Trending science: Evaporating water powers mini car.  The process of evaporation has hidden ‘power’ that we have not appreciated until now, as researchers from at Columbia University in the US have recently demonstrated.

Led by Ozgur Sahin, the Columbia team has developed a miniature car that harnesses the power of evaporation to drive itself forward, as well as an evaporation-driven generator that powers a flashing LED lamp.

The study, which was published in Nature Communications this week, details engines developed by the team which start and run autonomously when placed at ‘air–water interfaces’. According to the abstract, ‘They generate rotary and piston-like linear motion using specially designed, biologically based artificial muscles responsive to moisture fluctuations.’ Using these engines, the team demonstrates an electricity generator that rests on water while harvesting its evaporation to power a light source, and a miniature car (weighing 0.1 kg) that moves forward as the water in the car evaporates.
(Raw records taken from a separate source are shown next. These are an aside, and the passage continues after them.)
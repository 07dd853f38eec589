// =============================================================================
// CN-A trading session math (Asia/Shanghai, fixed UTC+8)
// =============================================================================
//
// Minute-of-day phase table:
//   555..=569  pre_open        (09:15 - 09:29)
//   570..=689  continuous_am   (09:30 - 11:29)
//   690..=779  lunch_break     (11:30 - 12:59)
//   780..=899  continuous_pm   (13:00 - 14:59)
//   900..=914  close_auction   (15:00 - 15:14)
//   otherwise  closed
//
// Mainland China has no daylight saving, so a fixed offset is exact.
// =============================================================================

use chrono::{FixedOffset, TimeZone, Timelike, Utc};
use serde::{Deserialize, Serialize};

/// Phase of the CN-A trading day a timestamp falls into.
#[derive(Debug, Clone, Copy, PartialEq, Eq, Serialize, Deserialize)]
#[serde(rename_all = "snake_case")]
pub enum SessionPhase {
    PreOpen,
    ContinuousAm,
    LunchBreak,
    ContinuousPm,
    CloseAuction,
    Closed,
}

impl SessionPhase {
    /// Whether market data is being produced in this phase. The lunch break
    /// counts as outside the session: the tape is silent and the session
    /// guard auto-pauses across it.
    pub fn is_active(self) -> bool {
        matches!(
            self,
            Self::PreOpen | Self::ContinuousAm | Self::ContinuousPm | Self::CloseAuction
        )
    }
}

impl std::fmt::Display for SessionPhase {
    fn fmt(&self, f: &mut std::fmt::Formatter<'_>) -> std::fmt::Result {
        let s = match self {
            Self::PreOpen => "pre_open",
            Self::ContinuousAm => "continuous_am",
            Self::LunchBreak => "lunch_break",
            Self::ContinuousPm => "continuous_pm",
            Self::CloseAuction => "close_auction",
            Self::Closed => "closed",
        };
        write!(f, "{s}")
    }
}

/// Asia/Shanghai offset (UTC+8, no DST).
pub fn cn_offset() -> FixedOffset {
    FixedOffset::east_opt(8 * 3600).expect("UTC+8 is a valid offset")
}

/// Map a minute-of-day (0..=1439, Shanghai local) to its session phase.
pub fn phase_for_minute(minute_of_day: u32) -> SessionPhase {
    match minute_of_day {
        555..=569 => SessionPhase::PreOpen,
        570..=689 => SessionPhase::ContinuousAm,
        690..=779 => SessionPhase::LunchBreak,
        780..=899 => SessionPhase::ContinuousPm,
        900..=914 => SessionPhase::CloseAuction,
        _ => SessionPhase::Closed,
    }
}

/// Session phase at an epoch-millisecond instant.
pub fn phase_at(ts_ms: i64) -> SessionPhase {
    let local = cn_offset().timestamp_millis_opt(ts_ms).single();
    match local {
        Some(dt) => phase_for_minute(dt.hour() * 60 + dt.minute()),
        None => SessionPhase::Closed,
    }
}

/// Session phase right now.
pub fn phase_now() -> SessionPhase {
    phase_at(Utc::now().timestamp_millis())
}

/// Calendar date (YYYY-MM-DD) of an epoch-millisecond instant in the
/// exchange timezone. Used for trading-day tagging and log day-bucketing.
pub fn trading_day_of(ts_ms: i64) -> String {
    match cn_offset().timestamp_millis_opt(ts_ms).single() {
        Some(dt) => dt.format("%Y-%m-%d").to_string(),
        None => "1970-01-01".to_string(),
    }
}

// =============================================================================
// Tests
// =============================================================================

#[cfg(test)]
mod tests {
    use super::*;

    /// Epoch ms for a Shanghai-local wall-clock time on 2025-06-02.
    fn sh_ts(hour: u32, minute: u32) -> i64 {
        cn_offset()
            .with_ymd_and_hms(2025, 6, 2, hour, minute, 0)
            .unwrap()
            .timestamp_millis()
    }

    #[test]
    fn phase_boundaries() {
        assert_eq!(phase_for_minute(554), SessionPhase::Closed);
        assert_eq!(phase_for_minute(555), SessionPhase::PreOpen);
        assert_eq!(phase_for_minute(569), SessionPhase::PreOpen);
        assert_eq!(phase_for_minute(570), SessionPhase::ContinuousAm);
        assert_eq!(phase_for_minute(689), SessionPhase::ContinuousAm);
        assert_eq!(phase_for_minute(690), SessionPhase::LunchBreak);
        assert_eq!(phase_for_minute(779), SessionPhase::LunchBreak);
        assert_eq!(phase_for_minute(780), SessionPhase::ContinuousPm);
        assert_eq!(phase_for_minute(899), SessionPhase::ContinuousPm);
        assert_eq!(phase_for_minute(900), SessionPhase::CloseAuction);
        assert_eq!(phase_for_minute(914), SessionPhase::CloseAuction);
        assert_eq!(phase_for_minute(915), SessionPhase::Closed);
        assert_eq!(phase_for_minute(0), SessionPhase::Closed);
    }

    #[test]
    fn phase_at_wall_clock() {
        assert_eq!(phase_at(sh_ts(9, 20)), SessionPhase::PreOpen);
        assert_eq!(phase_at(sh_ts(10, 0)), SessionPhase::ContinuousAm);
        assert_eq!(phase_at(sh_ts(12, 0)), SessionPhase::LunchBreak);
        assert_eq!(phase_at(sh_ts(14, 30)), SessionPhase::ContinuousPm);
        assert_eq!(phase_at(sh_ts(15, 5)), SessionPhase::CloseAuction);
        assert_eq!(phase_at(sh_ts(20, 0)), SessionPhase::Closed);
    }

    #[test]
    fn active_phases() {
        assert!(SessionPhase::ContinuousAm.is_active());
        assert!(SessionPhase::CloseAuction.is_active());
        assert!(!SessionPhase::LunchBreak.is_active());
        assert!(!SessionPhase::Closed.is_active());
    }

    #[test]
    fn trading_day_uses_shanghai_calendar() {
        // 2025-06-02 00:30 Shanghai is 2025-06-01 16:30 UTC.
        let ts = sh_ts(0, 30);
        assert_eq!(trading_day_of(ts), "2025-06-02");
    }

    #[test]
    fn phase_serializes_snake_case() {
        assert_eq!(
            serde_json::to_string(&SessionPhase::CloseAuction).unwrap(),
            "\"close_auction\""
        );
    }
}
The Guardian quotes study leader Sahin, who noted that the engines were cheap and could draw energy from water as it evaporates continuously from the surfaces of lakes and oceans: ‘Water wants to evaporate. It has a desire to evaporate. If you make a surface wet, it will dry up, that’s the natural course. What we did was find a way to channel that desire into doing some useful work.’
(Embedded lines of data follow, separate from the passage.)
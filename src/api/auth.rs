// =============================================================================
// Bearer Token Authentication — Axum Extractor
// =============================================================================
//
// Control endpoints (pause/resume/step, kill-switch, agent lifecycle) demand
// `Authorization: Bearer <CONTROL_API_TOKEN>`. Comparison is constant time
// so token probing cannot use response latency as an oracle. Read-only
// status endpoints skip the extractor entirely.
// =============================================================================

use axum::{
    extract::FromRequestParts,
    http::{request::Parts, StatusCode},
    response::{IntoResponse, Response},
};
use tracing::warn;

// =============================================================================
// Constant-time comparison
// =============================================================================

/// Compare two byte slices in constant time. Every byte of equal-length
/// inputs is examined even after a mismatch is found.
fn constant_time_eq(a: &[u8], b: &[u8]) -> bool {
    if a.len() != b.len() {
        // A length mismatch is observable anyway; the attacker does not
        // control the expected token length.
        return false;
    }
    let mut result: u8 = 0;
    for (x, y) in a.iter().zip(b.iter()) {
        result |= x ^ y;
    }
    result == 0
}

// =============================================================================
// Extractor
// =============================================================================

/// Validates `Authorization: Bearer <token>` against `CONTROL_API_TOKEN`.
/// Yields the raw token for downstream audit logging.
pub struct ControlBearer(pub String);

pub struct AuthRejection {
    status: StatusCode,
    message: &'static str,
}

impl IntoResponse for AuthRejection {
    fn into_response(self) -> Response {
        let body = serde_json::json!({
            "success": false,
            "error": self.message,
        });
        (self.status, axum::Json(body)).into_response()
    }
}

impl<S> FromRequestParts<S> for ControlBearer
where
    S: Send + Sync,
{
    type Rejection = AuthRejection;

    async fn from_request_parts(parts: &mut Parts, _state: &S) -> Result<Self, Self::Rejection> {
        // Read on every request so rotation does not require a restart.
        let expected = std::env::var("CONTROL_API_TOKEN").unwrap_or_default();

        if expected.is_empty() {
            warn!("CONTROL_API_TOKEN is not set — control endpoints are locked out");
            return Err(AuthRejection {
                status: StatusCode::FORBIDDEN,
                message: "control authentication not configured",
            });
        }

        let auth_header = parts
            .headers
            .get(axum::http::header::AUTHORIZATION)
            .and_then(|v| v.to_str().ok());

        let token = match auth_header {
            Some(value) if value.starts_with("Bearer ") => &value[7..],
            _ => {
                warn!("missing or malformed Authorization header");
                return Err(AuthRejection {
                    status: StatusCode::FORBIDDEN,
                    message: "missing or invalid authorization token",
                });
            }
        };

        if !constant_time_eq(token.as_bytes(), expected.as_bytes()) {
            warn!("invalid control token presented");
            return Err(AuthRejection {
                status: StatusCode::FORBIDDEN,
                message: "invalid authorization token",
            });
        }

        Ok(ControlBearer(token.to_string()))
    }
}

// =============================================================================
// Tests
// =============================================================================

#[cfg(test)]
mod tests {
    use super::*;

    #[test]
    fn constant_time_eq_identical() {
        assert!(constant_time_eq(b"secret-token", b"secret-token"));
    }

    #[test]
    fn constant_time_eq_different() {
        assert!(!constant_time_eq(b"secret-token", b"other-token!"));
    }

    #[test]
    fn constant_time_eq_different_lengths() {
        assert!(!constant_time_eq(b"short", b"a-longer-token"));
    }

    #[test]
    fn constant_time_eq_empty() {
        assert!(constant_time_eq(b"", b""));
    }

    #[test]
    fn constant_time_eq_single_bit_diff() {
        assert!(!constant_time_eq(b"\x00", b"\x01"));
    }
}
The basis of the research is work that Sahin previously carried out on the bacteria Bacillus, microorganisms commonly found in soil. In humid conditions the spores absorb moisture from the air, expanding up to 40 percent in volume. In dry conditions, the process reverses. Sahin deduced that expanding and contracting spores can act like a muscle, pushing and pulling other objects: ‘We noticed that we could harness the motion of spores and convert it to electrical energy.’ And this is what the team has done with these two new engines.

The Guardian details the construction of one of the engines: ‘To make one of the machines, a floating piston engine, Sahin and his colleagues glued a line of spores to each side of a thin, plastic tape. The spores were spaced out and arranged so that those on one side overlapped with the gaps between spores on the other.’
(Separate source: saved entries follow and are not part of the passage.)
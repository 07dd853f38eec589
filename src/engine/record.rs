// =============================================================================
// Decision record — auditable output of every (trader, cycle) evaluation
// =============================================================================
//
// One record per cycle, persisted verbatim to the day-partitioned decision
// log and merged into the trader's memory snapshot. `decisions` always holds
// exactly one sub-decision; the field stays a list on the wire for
// compatibility with the web layer.
// =============================================================================

use serde::{Deserialize, Serialize};

use crate::features::context::Candidate;
use crate::types::{ActionKind, DecisionSource};

/// A holding row, shared between the portfolio state, the memory snapshot
/// and the decision record's `positions` view.
#[derive(Debug, Clone, PartialEq, Serialize, Deserialize)]
pub struct Holding {
    pub symbol: String,
    pub shares: f64,
    pub avg_cost: f64,
    pub mark_price: f64,
}

impl Holding {
    pub fn market_value(&self) -> f64 {
        self.shares * self.mark_price
    }

    pub fn unrealized_pnl(&self) -> f64 {
        (self.mark_price - self.avg_cost) * self.shares
    }
}

/// Cash + holdings the fill simulation mutates.
#[derive(Debug, Clone, Default, Serialize, Deserialize)]
pub struct PortfolioState {
    pub cash: f64,
    pub holdings: Vec<Holding>,
}

impl PortfolioState {
    pub fn new(cash: f64) -> Self {
        Self {
            cash,
            holdings: Vec::new(),
        }
    }

    pub fn holding(&self, symbol: &str) -> Option<&Holding> {
        self.holdings.iter().find(|h| h.symbol == symbol)
    }

    pub fn holding_shares(&self, symbol: &str) -> f64 {
        self.holding(symbol).map(|h| h.shares).unwrap_or(0.0)
    }

    pub fn positions_value(&self) -> f64 {
        self.holdings.iter().map(Holding::market_value).sum()
    }

    pub fn total_balance(&self) -> f64 {
        self.cash + self.positions_value()
    }

    pub fn total_unrealized(&self) -> f64 {
        self.holdings.iter().map(Holding::unrealized_pnl).sum()
    }

    /// Re-mark a held symbol to the latest trade price.
    pub fn mark(&mut self, symbol: &str, price: f64) {
        if price <= 0.0 {
            return;
        }
        if let Some(h) = self.holdings.iter_mut().find(|h| h.symbol == symbol) {
            h.mark_price = price;
        }
    }
}

/// Account header of a decision record.
#[derive(Debug, Clone, Serialize, Deserialize)]
pub struct AccountState {
    pub total_balance: f64,
    pub available_balance: f64,
    pub total_unrealized_profit: f64,
    pub position_count: usize,
    /// Fraction of equity deployed into positions (no margin is simulated,
    /// so this is simply invested value / total balance).
    pub margin_used_pct: f64,
}

impl AccountState {
    pub fn of(portfolio: &PortfolioState) -> Self {
        let total = portfolio.total_balance();
        Self {
            total_balance: total,
            available_balance: portfolio.cash,
            total_unrealized_profit: portfolio.total_unrealized(),
            position_count: portfolio.holdings.len(),
            margin_used_pct: if total > 0.0 {
                portfolio.positions_value() / total
            } else {
                0.0
            },
        }
    }
}

/// The single executed (or refused) action inside a decision record.
#[derive(Debug, Clone, Serialize, Deserialize)]
pub struct SubDecision {
    pub action: ActionKind,
    pub symbol: String,
    pub quantity: f64,
    pub requested_quantity: f64,
    pub executed: bool,
    pub filled_quantity: f64,
    pub filled_notional: f64,
    pub fee_paid: f64,
    pub realized_pnl: f64,
    pub price: f64,
    #[serde(skip_serializing_if = "Option::is_none")]
    pub stop_loss: Option<f64>,
    #[serde(skip_serializing_if = "Option::is_none")]
    pub take_profit: Option<f64>,
    pub confidence: f64,
    pub reasoning: String,
    pub order_id: String,
    pub timestamp: String,
    pub success: bool,
    #[serde(skip_serializing_if = "Option::is_none")]
    pub error: Option<String>,
}

/// Complete auditable record of one cycle for one trader.
#[derive(Debug, Clone, Serialize, Deserialize)]
pub struct DecisionRecord {
    pub timestamp: String,
    pub cycle_number: u64,
    pub system_prompt: String,
    pub input_prompt: String,
    pub cot_trace: String,
    pub decision_json: serde_json::Value,
    pub decision_source: DecisionSource,
    pub account_state: AccountState,
    pub positions: Vec<Holding>,
    #[serde(default)]
    pub candidate_coins: Vec<Candidate>,
    pub decisions: Vec<SubDecision>,
    #[serde(default)]
    pub execution_log: Vec<String>,
    pub success: bool,
    #[serde(skip_serializing_if = "Option::is_none")]
    pub error_message: Option<String>,
    /// 2–4 short Chinese lines summarizing data status, features, action.
    pub reasoning_steps_cn: Vec<String>,
}

impl DecisionRecord {
    pub fn primary(&self) -> Option<&SubDecision> {
        self.decisions.first()
    }
}

// =============================================================================
// Tests
// =============================================================================

#[cfg(test)]
mod tests {
    use super::*;

    #[test]
    fn portfolio_accounting() {
        let mut p = PortfolioState::new(10_000.0);
        p.holdings.push(Holding {
            symbol: "600519".to_string(),
            shares: 100.0,
            avg_cost: 90.0,
            mark_price: 95.0,
        });
        assert!((p.positions_value() - 9_500.0).abs() < 1e-9);
        assert!((p.total_balance() - 19_500.0).abs() < 1e-9);
        assert!((p.total_unrealized() - 500.0).abs() < 1e-9);
        assert!((p.holding_shares("600519") - 100.0).abs() < f64::EPSILON);
        assert_eq!(p.holding_shares("000001"), 0.0);

        p.mark("600519", 100.0);
        assert!((p.positions_value() - 10_000.0).abs() < 1e-9);
        // Non-positive marks ignored.
        p.mark("600519", 0.0);
        assert!((p.positions_value() - 10_000.0).abs() < 1e-9);
    }

    #[test]
    fn account_state_margin_fraction() {
        let mut p = PortfolioState::new(50_000.0);
        p.holdings.push(Holding {
            symbol: "600519".to_string(),
            shares: 500.0,
            avg_cost: 100.0,
            mark_price: 100.0,
        });
        let acct = AccountState::of(&p);
        assert!((acct.total_balance - 100_000.0).abs() < 1e-9);
        assert!((acct.margin_used_pct - 0.5).abs() < 1e-9);
        assert_eq!(acct.position_count, 1);
    }

    #[test]
    fn sub_decision_omits_absent_levels() {
        let sub = SubDecision {
            action: ActionKind::Hold,
            symbol: "600519".to_string(),
            quantity: 0.0,
            requested_quantity: 0.0,
            executed: false,
            filled_quantity: 0.0,
            filled_notional: 0.0,
            fee_paid: 0.0,
            realized_pnl: 0.0,
            price: 100.0,
            stop_loss: None,
            take_profit: None,
            confidence: 0.51,
            reasoning: String::new(),
            order_id: "x".to_string(),
            timestamp: "t".to_string(),
            success: true,
            error: None,
        };
        let json = serde_json::to_value(&sub).unwrap();
        assert!(json.get("stop_loss").is_none());
        assert!(json.get("take_profit").is_none());
        assert_eq!(json["action"], "hold");
    }
}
‘When the tape is exposed to dry air, the spores shrink and the tape retracts like a spring. In moist air, the tape extends as the contraction is released. The result is an artificial muscle powered by differences in moisture. The scientists call them hygroscopically driven artificial muscles, or hydra.’

Peter Fratzl, a materials scientist at the Max Planck Institute of Colloids and Interfaces in Potsdam, Germany, commented on the research in Science magazine, ‘These are fun demonstrations, but they prove the principle. Researchers are constantly looking for sources of energy, even if they’re small. It makes sense to use these gradients [in humidity], because they’re everywhere and they’re free.’

The researchers hope that evaporation-driven engines may find applications in powering robotic systems, sensors, devices and machinery that function in the natural environment.